### [Work instructions]
Scan the data below for the string "provider". Show every line where it turns up.

-- Dataset entries follows --

use axum::extract::State;
use serde::Serialize;

use crate::api::state::AppState;
use crate::api::v1::response::ApiResponse;
use crate::llm::LlmBackend;

/// Health data returned inside the v1 envelope.
#[derive(Debug, Clone, Serialize, utoipa::ToSchema)]
pub struct HealthData {
    pub status: String,
    pub version: String,
    pub ocr: OcrStatus,
    pub llm: LlmStatus,
}

#[derive(Debug, Clone, Serialize, utoipa::ToSchema)]
pub struct OcrStatus {
    pub status: String,
    pub backend: String,
    #[serde(skip_serializing_if = "Option::is_none")]
    pub reason: Option<String>,
}

#[derive(Debug, Clone, Serialize, utoipa::ToSchema)]
pub struct LlmStatus {
    pub status: String,
    #[serde(skip_serializing_if = "Option::is_none")]
    pub provider: Option<String>,
    #[serde(skip_serializing_if = "Option::is_none")]
    pub model: Option<String>,
    #[serde(skip_serializing_if = "Option::is_none")]
    pub reason: Option<String>,
}

/// `GET /api/v1/health`
///
/// Always 200 while the process is up. `status` is `degraded` when either
/// backend is unavailable, in which case uploads will fail with 503.
#[utoipa::path(
    get,
    path = "/api/v1/health",
    tag = "health",
    responses(
        (status = 200, description = "Service health status", body = HealthData),
    )
)]
pub async fn health_check(State(state): State<AppState>) -> ApiResponse<HealthData> {
    let ocr = state.analysis.ocr();
    let ocr_status = OcrStatus {
        status: availability(ocr.is_available()).to_string(),
        backend: ocr.backend_name().to_string(),
        reason: ocr.unavailable_reason().map(str::to_string),
    };

    let llm_status = if state.llm.is_available() {
        let provider = match state.llm.backend() {
            LlmBackend::OpenAI => "openai",
            LlmBackend::OpenRouter => "openrouter",
            LlmBackend::Ollama => "ollama",
            LlmBackend::LmStudio => "lmstudio",
            LlmBackend::OpenAICompatible { .. } => "openai-compatible",
            LlmBackend::Unavailable { .. } => "unavailable",
        };
        LlmStatus {
            status: "available".to_string(),
            provider: Some(provider.to_string()),
            model: Some(state.config.llm.model.clone()),
            reason: None,
        }
    } else {
        LlmStatus {
            status: "unavailable".to_string(),
            provider: None,
            model: None,
            reason: state.llm.unavailable_reason().map(str::to_string),
        }
    };

    let status = if ocr.is_available() && state.llm.is_available() {
        "ok"
    } else {
        "degraded"
    };

    ApiResponse::success(HealthData {
        status: status.to_string(),
        version: env!("CARGO_PKG_VERSION").to_string(),
        ocr: ocr_status,
        llm: llm_status,
    })
}

fn availability(available: bool) -> &'static str {
    if available {
        "available"
    } else {
        "unavailable"
    }
}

-- Dataset entries concluded --

### [Reply to the task]
    pub provider: Option<String>,
        let provider = match state.llm.backend() {
            provider: Some(provider.to_string()),
            provider: None,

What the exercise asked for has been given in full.